また、セメントは定期的に塗装をしないと劣化が早まってしまうため、屋根材ではなく使用している「塗料の耐用年数」をベースに施工時期を考えると良いでしょう。
粘土瓦:耐用年数約50~100年
日本瓦とも呼ばれる素材で、古い家に多く使用されています。50〜100年と耐久年数が非常に長いものの、素材が劣化しやすいことからこまめな塗り替えが必要になるでしょう。
セメント瓦と同様、屋根材ではなくあくまで塗料の耐用年数を基準にするのがおすすめです。
ガルバリウム鋼板:耐用年数約30~40年
海外製の金属屋根で、スタイリッシュな仕上がりになることから人気を集めています。高い耐久性や加工のしやすさ、どんな屋根にも合う点がガルバリウム鋼板の特徴であり、メリットです。
ただし、耐熱性・防音性には乏しいため注意してください。
耐用年数が30〜40年と長めで、かつ塗装時期のサイクルも10〜25年と長いことから、コストパフォーマンスに優れた屋根材といえるでしょう。
屋根塗装の価格は耐用年数によって変化する
屋根塗装は、塗料や屋根材の耐用年数によって価格が変動します。同じ屋根でも、耐用年数が5年の塗料と10年の塗料とでは、実施回数が異なるため価格にも違いが出るでしょう。

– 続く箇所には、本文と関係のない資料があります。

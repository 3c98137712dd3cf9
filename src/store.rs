//! The scheduler's sole external collaborator. `Store` is a plain
//! synchronous trait (see the concurrency design: there is no concurrency
//! to manage in a single-user, single-process scheduler, so `async fn`
//! here would be ceremony without payoff). `InMemoryStore` is the reference
//! implementation used by the scheduler's own test suite and by examples;
//! a real deployment backs `Store` with its own persistence layer against
//! the documented card/revlog column layout.

use crate::config::{ConfigResolver, Configuration};
use crate::model::{Card, CardId, DailyCounters, DayNumber, Group, GroupId, NoteId, RevisionLog};
use crate::{Error, LibraryError, StoreErrorKind};
use std::collections::HashMap;

pub trait Store {
    fn get_card(&self, id: CardId) -> Result<Card, Error>;

    /// All cards belonging to one of `group_ids`. Callers filter by queue
    /// themselves; the store has no notion of "the live queues".
    fn cards_in_groups(&self, group_ids: &[GroupId]) -> Result<Vec<Card>, Error>;

    fn all_cards(&self) -> Result<Vec<Card>, Error>;

    /// Replaces a card in place. Must not partially apply: a failing call
    /// leaves the prior value untouched.
    fn update_card(&mut self, card: Card) -> Result<(), Error>;

    /// The ids of every card sharing `note_id`, the card's own id included.
    fn sibling_ids(&self, note_id: NoteId) -> Result<Vec<CardId>, Error>;

    fn groups(&self) -> Result<Vec<Group>, Error>;
    fn group(&self, id: GroupId) -> Result<Group, Error>;

    /// The effective configuration for a card's group: the global default,
    /// overridden per-group.
    fn resolve_config(&self, group_id: GroupId) -> Configuration;

    fn append_revlog(&mut self, row: RevisionLog) -> Result<(), Error>;
    fn revlog_for_card(&self, card_id: CardId) -> Result<Vec<RevisionLog>, Error>;

    fn daily_counters(&self, day: DayNumber) -> DailyCounters;
    fn set_daily_counters(&mut self, day: DayNumber, counters: DailyCounters) -> Result<(), Error>;
}

/// In-memory reference [`Store`]. Mutations clone-then-swap rather than
/// write through a partial borrow, so a failing call (today, only
/// "not found" can fail) never leaves a half-applied card behind.
#[derive(Clone, Debug, Default)]
pub struct InMemoryStore {
    cards: HashMap<CardId, Card>,
    notes: HashMap<NoteId, Vec<CardId>>,
    groups: HashMap<GroupId, Group>,
    revlog: Vec<RevisionLog>,
    daily_counters: HashMap<DayNumber, DailyCounters>,
    pub config: ConfigResolver,
}

impl InMemoryStore {
    pub fn new(config: ConfigResolver) -> Self {
        InMemoryStore {
            config,
            ..Default::default()
        }
    }

    pub fn insert_group(&mut self, group: Group) {
        self.groups.insert(group.id, group);
    }

    pub fn insert_card(&mut self, card: Card) {
        self.notes.entry(card.note_id).or_default().push(card.id);
        self.cards.insert(card.id, card);
    }
}

impl Store for InMemoryStore {
    fn get_card(&self, id: CardId) -> Result<Card, Error> {
        self.cards
            .get(&id)
            .cloned()
            .ok_or(Error::Library(LibraryError::Store(StoreErrorKind::CardNotFound(id))))
    }

    fn cards_in_groups(&self, group_ids: &[GroupId]) -> Result<Vec<Card>, Error> {
        Ok(self
            .cards
            .values()
            .filter(|c| group_ids.contains(&c.group_id))
            .cloned()
            .collect())
    }

    fn all_cards(&self) -> Result<Vec<Card>, Error> {
        Ok(self.cards.values().cloned().collect())
    }

    fn update_card(&mut self, card: Card) -> Result<(), Error> {
        if !self.cards.contains_key(&card.id) {
            return Err(Error::Library(LibraryError::Store(
                StoreErrorKind::CardNotFound(card.id),
            )));
        }
        self.cards.insert(card.id, card);
        Ok(())
    }

    fn sibling_ids(&self, note_id: NoteId) -> Result<Vec<CardId>, Error> {
        Ok(self.notes.get(&note_id).cloned().unwrap_or_default())
    }

    fn groups(&self) -> Result<Vec<Group>, Error> {
        Ok(self.groups.values().cloned().collect())
    }

    fn group(&self, id: GroupId) -> Result<Group, Error> {
        self.groups
            .get(&id)
            .cloned()
            .ok_or(Error::Library(LibraryError::Store(StoreErrorKind::GroupNotFound(id))))
    }

    fn resolve_config(&self, group_id: GroupId) -> Configuration {
        self.config.resolve(group_id)
    }

    fn append_revlog(&mut self, row: RevisionLog) -> Result<(), Error> {
        self.revlog.push(row);
        Ok(())
    }

    fn revlog_for_card(&self, card_id: CardId) -> Result<Vec<RevisionLog>, Error> {
        Ok(self
            .revlog
            .iter()
            .filter(|r| r.card_id == card_id)
            .cloned()
            .collect())
    }

    fn daily_counters(&self, day: DayNumber) -> DailyCounters {
        self.daily_counters.get(&day).copied().unwrap_or_default()
    }

    fn set_daily_counters(&mut self, day: DayNumber, counters: DailyCounters) -> Result<(), Error> {
        self.daily_counters.insert(day, counters);
        Ok(())
    }
}
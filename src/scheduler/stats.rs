//! Per-group and grouped statistics (component M): today's three-queue
//! counts broken down by group, plus a synthesized tree that rolls child
//! groups' counts up into their `::`-named ancestors. Grounded in the
//! teacher's `GroupByInsertion` helper, reused here to keep the tree in
//! first-seen order rather than alphabetical.

use crate::model::GroupId;
use crate::store::Store;
use crate::Error;
use indexmap::IndexMap;
use std::collections::HashMap;

use super::{QueueCounts, Scheduler};

/// One row of `group_count_tree`: `group_id` is `None` for a synthesized
/// parent that has no group of its own (e.g. `"a"` when only `"a::b"`
/// exists), and counts are the sum over the node itself and every
/// descendant.
#[derive(Clone, Debug, PartialEq, Eq)]
pub struct GroupCount {
    pub group_id: Option<GroupId>,
    pub name: String,
    pub new: u32,
    pub learn: u32,
    pub review: u32,
}

impl<S: Store> Scheduler<S> {
    /// `(new, learn, review)` counts for each group, not including
    /// subgroups.
    pub fn group_counts(&self) -> Result<Vec<(GroupId, QueueCounts)>, Error> {
        let groups = self.store.groups()?;
        let mut out = Vec::with_capacity(groups.len());
        for g in groups {
            out.push((g.id, self.counts_for(&[g.id])?));
        }
        Ok(out)
    }

    /// Flattened tree: every group's counts, plus a synthesized row for
    /// every `::`-prefix of any group name, each row summing its own
    /// group's counts (if one exists) and all of its descendants'.
    pub fn group_count_tree(&self) -> Result<Vec<GroupCount>, Error> {
        let groups = self.store.groups()?;
        let mut by_name: IndexMap<String, (u32, u32, u32)> = IndexMap::new();
        for g in &groups {
            let counts = self.counts_for(&[g.id])?;
            let mut prefix = String::new();
            for (i, part) in g.name.split("::").enumerate() {
                if i > 0 {
                    prefix.push_str("::");
                }
                prefix.push_str(part);
                let entry = by_name.entry(prefix.clone()).or_insert((0, 0, 0));
                entry.0 += counts.0;
                entry.1 += counts.1;
                entry.2 += counts.2;
            }
        }
        let name_to_id: HashMap<&str, GroupId> =
            groups.iter().map(|g| (g.name.as_str(), g.id)).collect();
        Ok(by_name
            .into_iter()
            .map(|(name, (new, learn, review))| GroupCount {
                group_id: name_to_id.get(name.as_str()).copied(),
                name,
                new,
                learn,
                review,
            })
            .collect())
    }
}

#[cfg(test)]
mod tests {
    use super::*;
    use crate::config::{ConfigResolver, Configuration};
    use crate::model::{Card, Group};
    use crate::store::InMemoryStore;
    use chrono::Utc;
    use pretty_assertions::assert_eq;

    fn scheduler() -> Scheduler<InMemoryStore> {
        let store = InMemoryStore::new(ConfigResolver::new(Configuration::default()));
        Scheduler::new(store, Utc::now(), vec![])
    }

    #[test]
    fn tree_rolls_child_counts_up_into_synthesized_parents_matching_scenario_8() {
        let mut sched = scheduler();
        sched.store_mut().insert_group(Group {
            id: 1,
            name: "lang::spanish".to_string(),
        });
        sched.store_mut().insert_group(Group {
            id: 2,
            name: "lang::french".to_string(),
        });
        sched
            .store_mut()
            .insert_card(Card::new_new(1, 1, 1, 0, 0));
        sched
            .store_mut()
            .insert_card(Card::new_new(2, 2, 2, 0, 0));

        let tree = sched.group_count_tree().unwrap();
        let lang = tree.iter().find(|g| g.name == "lang").unwrap();
        assert_eq!(lang.group_id, None);
        assert_eq!(lang.new, 2);

        let spanish = tree.iter().find(|g| g.name == "lang::spanish").unwrap();
        assert_eq!(spanish.group_id, Some(1));
        assert_eq!(spanish.new, 1);
    }
}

また、屋根塗装は塗料だけでなく、足場の設置や養生作業など、塗装を施すうえで必要な準備や作業に費用が発生します。
作業内容 | 費用相場 |
足場の設置 | 700~1,000円/㎡ |
高圧洗浄 | 150~200円/㎡ |
養生 | 300円/㎡ |
下地調整 | 2,500~3,500円/㎡ |
上記の費用に加え、塗料代や施工費が発生すると考えておきましょう。
塗料の耐用年数が長ければ、その分施工の回数が減るため費用を抑えられます。しかし、安くても耐用年数の短い塗料を使用している場合は、施工回数が増えるため結果的に費用がかさむことになるでしょう。